Wednesday, July 11, 2012

College shot chart data is useless

So, I found some shot charts over at CBS. Downloaded it all, loaded it into SQL and R, and went about trying to create a nice heat chart of ~1 million shots taken over the past decade, out of around 5 million in total. That should be a nice representative sample, right, even if it is biased towards the power conferences? Except, upon further examination, it's almost entirely worthless. Something like 28% of all the shots taken were marked as being 0 feet in length, damn you lazy sons of bitches marking everything close to the rim as being at the rim. For lulz, check out these two shot charts:

Kent State@Akron

Marist@Kentucky

There is one shot charted as being taken in the paint but not at the rim in the Kentucky/Marist game, as opposed to one shot total being marked as being zero feet in length in the Kent State/Akron game. While I applaud the Kent State/Akron game charter for his dedication to precision, I would have liked for him to bat better than .500 in actually marking down the location of a shot at all. While these games are extreme examples, the amount of garbage in these stats are make them pretty much completely worthless. Since I did go to the trouble of compiling this, I did check out all shots charted as taking place behind the three point line, hopefully it would be difficult to screw these up as badly as shots close to the rim. Who knows what kind of biases are present here, but behold:

Despite the constant length of the three point line in the college game, the corner three appears to be more valuable just as in the NBA. It's probably just because virtually every corner three is going to be a catch and shoot situation while straight ahead threes will more often be difficult pull up shots off the dribble, but you'll have to ask Synergy for those stats. Anyways, make of it what you will.

Wednesday, June 20, 2012

On the independence of shooting

Long time, no post. I finally got around to putting together a newer, better database, which has box scores going back to 2002-2003, more accurate identification of each player's class year, and basic stuff like conference affiliation. Previously I'd looked at three point shooting since I assumed it was more independent of opposing team ability than two point shooting, and now with more data, I figured I'd take a look at how true this is. To do this, I decided to look at games between each conference as an easy proxy for team ability. All else equal, a Big East team should be much better than a team from the SWAC, and indeed they were, with 33 wins versus 1 loss over the past ten years. However, if three point shooting is independent of team strength, we should expect to see that both sides shot roughly the same percentage from three: inside the arc would be where the two teams separated themselves. The graph below shows the value of each of the three types of shots for all 1087 different conference pairings. (the Big Sky and Ivy League are the only two conferences not to have played a single game against each other over this time period)

And that blows everything to shreds.
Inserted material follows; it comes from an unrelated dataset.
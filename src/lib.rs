pub mod consts;
pub mod form;
pub mod models;
pub mod utils;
The slopes of the best fit line for twos and threes are virtually identical at .2481 and .2247, respectively. For free throws, that number dips to a still positive .08287 when looking at two trips to the line. Given the large score effects found by Ken Pomeroy, this shouldn't be surprising, but it reiterates that a shot made in November versus the Little Sisters of the Poor isn't nearly the same as a shot made during the heart of the conference season, even if it is a three pointer. It should also be noted that there is virtually zero correlation between non-conference winning percentage and shooting percentage during conference play.

Thursday, April 5, 2012

Including usage when forming a prior

In my lost post, I noted a huge discontinuity in the data when players who failed to take a shot in the first half of the season took a three pointer in the second half. This led to to the realization that merely forming priors based on 3pfga/fga wasn't enough. Instead, I needed to include some form of usage as well, since obviously players who don't shoot a lot usually do so because they aren't very good at making shots.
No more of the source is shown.